Task instructions: Type the entries out once more. Match them exactly.

▬▬▬

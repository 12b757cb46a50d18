//! Chat session and message persistence plus the chat orchestration service.
//!
//! `ChatRepository` is the port the store adapters implement;
//! `ChatService` wires it to the prompt assembler and a model provider.

pub mod box_repository;
pub mod repository;
pub mod service;
//! Tracing subscriber initialization with structured logging and optional
//! OpenTelemetry trace export.
//!
//! # Usage
//!
//! ```no_run
//! use codesensei_observe::tracing_setup::{TracingOptions, filter_for_verbosity, init_tracing};
//!
//! init_tracing(&TracingOptions {
//!     default_filter: filter_for_verbosity(1, false).to_string(),
//!     json: false,
//!     otel: false,
//! })
//! .unwrap();
//! ```

use opentelemetry::trace::TracerProvider as _;
use opentelemetry_sdk::trace::SdkTracerProvider;
use tracing_subscriber::EnvFilter;
use tracing_subscriber::Layer;
use tracing_subscriber::fmt::format::FmtSpan;
use tracing_subscriber::layer::SubscriberExt;
use tracing_subscriber::util::SubscriberInitExt;

use std::sync::OnceLock;

/// Stores the OTel tracer provider so it can be shut down cleanly on exit.
static TRACER_PROVIDER: OnceLock<SdkTracerProvider> = OnceLock::new();

/// How the global subscriber should be built.
#[derive(Debug, Clone)]
pub struct TracingOptions {
    /// Filter directive used when `RUST_LOG` is unset.
    pub default_filter: String,
    /// Emit one JSON object per event instead of human-readable lines.
    pub json: bool,
    /// Bridge spans to OpenTelemetry with a stdout exporter.
    pub otel: bool,
}

/// Filter directive for the `-v` count and `--quiet` flag.
pub fn filter_for_verbosity(verbose: u8, quiet: bool) -> &'static str {
    match verbose {
        0 if quiet => "error",
        0 => "info",
        1 => "info,codesensei=debug,tower_http=debug",
        _ => "trace",
    }
}

/// Initialize the global tracing subscriber.
///
/// `RUST_LOG` takes precedence over `options.default_filter`.
///
/// # Errors
///
/// Returns an error if the global subscriber has already been set.
pub fn init_tracing(options: &TracingOptions) -> Result<(), Box<dyn std::error::Error>> {
    let env_filter = EnvFilter::try_from_default_env()
        .unwrap_or_else(|_| EnvFilter::new(&options.default_filter));

    let fmt_layer = if options.json {
        tracing_subscriber::fmt::layer()
            .json()
            .with_target(true)
            .with_span_events(FmtSpan::CLOSE)
            .boxed()
    } else {
        tracing_subscriber::fmt::layer()
            .with_target(false)
            .with_span_events(FmtSpan::CLOSE)
            .boxed()
    };

    let otel_layer = if options.otel {
        let provider = SdkTracerProvider::builder()
            .with_simple_exporter(opentelemetry_stdout::SpanExporter::default())
            .build();
        let tracer = provider.tracer("codesensei");

        // Store the provider for shutdown and register it globally.
        let _ = TRACER_PROVIDER.set(provider.clone());
        opentelemetry::global::set_tracer_provider(provider);

        Some(tracing_opentelemetry::layer().with_tracer(tracer))
    } else {
        None
    };

    tracing_subscriber::registry()
        .with(fmt_layer)
        .with(otel_layer)
        .with(env_filter)
        .try_init()?;

    Ok(())
}

/// Flush pending traces and shut down the OpenTelemetry tracer provider.
///
/// No-op when OTel was not enabled.
pub fn shutdown_tracing() {
    if let Some(provider) = TRACER_PROVIDER.get() {
        if let Err(e) = provider.shutdown() {
            eprintln!("Warning: OTel tracer provider shutdown error: {e}");
        }
    }
}

#[cfg(test)]
mod tests {
    use super::*;

    #[test]
    fn test_filter_for_verbosity() {
        assert_eq!(filter_for_verbosity(0, true), "error");
        assert_eq!(filter_for_verbosity(0, false), "info");
        assert!(filter_for_verbosity(1, false).contains("codesensei=debug"));
        assert_eq!(filter_for_verbosity(3, true), "trace");
    }

    #[test]
    fn test_default_filter_directives_parse() {
        for verbose in 0..3 {
            assert!(EnvFilter::try_new(filter_for_verbosity(verbose, false)).is_ok());
        }
    }
}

▬▬▬

Exercise response:
repository 12b757cb46a50d18
//! Chat session and message persistence plus the chat orchestration service.
//!
//! `ChatRepository` is the port the store adapters implement;
//! `ChatService` wires it to the prompt assembler and a model provider.

pub mod box_repository;
pub mod repository;
pub mod service;
//! Tracing subscriber initialization with structured logging and optional
//! OpenTelemetry trace export.
//!
//! # Usage
//!
//! ```no_run
//! use codesensei_observe::tracing_setup::{TracingOptions, filter_for_verbosity, init_tracing};
//!
//! init_tracing(&TracingOptions {
//!     default_filter: filter_for_verbosity(1, false).to_string(),
//!     json: false,
//!     otel: false,
//! })
//! .unwrap();
//! ```

use opentelemetry::trace::TracerProvider as _;
use opentelemetry_sdk::trace::SdkTracerProvider;
use tracing_subscriber::EnvFilter;
use tracing_subscriber::Layer;
use tracing_subscriber::fmt::format::FmtSpan;
use tracing_subscriber::layer::SubscriberExt;
use tracing_subscriber::util::SubscriberInitExt;

use std::sync::OnceLock;

/// Stores the OTel tracer provider so it can be shut down cleanly on exit.
static TRACER_PROVIDER: OnceLock<SdkTracerProvider> = OnceLock::new();

/// How the global subscriber should be built.
#[derive(Debug, Clone)]
pub struct TracingOptions {
    /// Filter directive used when `RUST_LOG` is unset.
    pub default_filter: String,
    /// Emit one JSON object per event instead of human-readable lines.
    pub json: bool,
    /// Bridge spans to OpenTelemetry with a stdout exporter.
    pub otel: bool,
}

/// Filter directive for the `-v` count and `--quiet` flag.
pub fn filter_for_verbosity(verbose: u8, quiet: bool) -> &'static str {
    match verbose {
        0 if quiet => "error",
        0 => "info",
        1 => "info,codesensei=debug,tower_http=debug",
        _ => "trace",
    }
}

/// Initialize the global tracing subscriber.
///
/// `RUST_LOG` takes precedence over `options.default_filter`.
///
/// # Errors
///
/// Returns an error if the global subscriber has already been set.
pub fn init_tracing(options: &TracingOptions) -> Result<(), Box<dyn std::error::Error>> {
    let env_filter = EnvFilter::try_from_default_env()
        .unwrap_or_else(|_| EnvFilter::new(&options.default_filter));

    let fmt_layer = if options.json {
        tracing_subscriber::fmt::layer()
            .json()
            .with_target(true)
            .with_span_events(FmtSpan::CLOSE)
            .boxed()
    } else {
        tracing_subscriber::fmt::layer()
            .with_target(false)
            .with_span_events(FmtSpan::CLOSE)
            .boxed()
    };

    let otel_layer = if options.otel {
        let provider = SdkTracerProvider::builder()
            .with_simple_exporter(opentelemetry_stdout::SpanExporter::default())
            .build();
        let tracer = provider.tracer("codesensei");

        // Store the provider for shutdown and register it globally.
        let _ = TRACER_PROVIDER.set(provider.clone());
        opentelemetry::global::set_tracer_provider(provider);

        Some(tracing_opentelemetry::layer().with_tracer(tracer))
    } else {
        None
    };

    tracing_subscriber::registry()
        .with(fmt_layer)
        .with(otel_layer)
        .with(env_filter)
        .try_init()?;

    Ok(())
}

/// Flush pending traces and shut down the OpenTelemetry tracer provider.
///
/// No-op when OTel was not enabled.
pub fn shutdown_tracing() {
    if let Some(provider) = TRACER_PROVIDER.get() {
        if let Err(e) = provider.shutdown() {
            eprintln!("Warning: OTel tracer provider shutdown error: {e}");
        }
    }
}

#[cfg(test)]
mod tests {
    use super::*;

    #[test]
    fn test_filter_for_verbosity() {
        assert_eq!(filter_for_verbosity(0, true), "error");
        assert_eq!(filter_for_verbosity(0, false), "info");
        assert!(filter_for_verbosity(1, false).contains("codesensei=debug"));
        assert_eq!(filter_for_verbosity(3, true), "trace");
    }

    #[test]
    fn test_default_filter_directives_parse() {
        for verbose in 0..3 {
            assert!(EnvFilter::try_new(filter_for_verbosity(verbose, false)).is_ok());
        }
    }
}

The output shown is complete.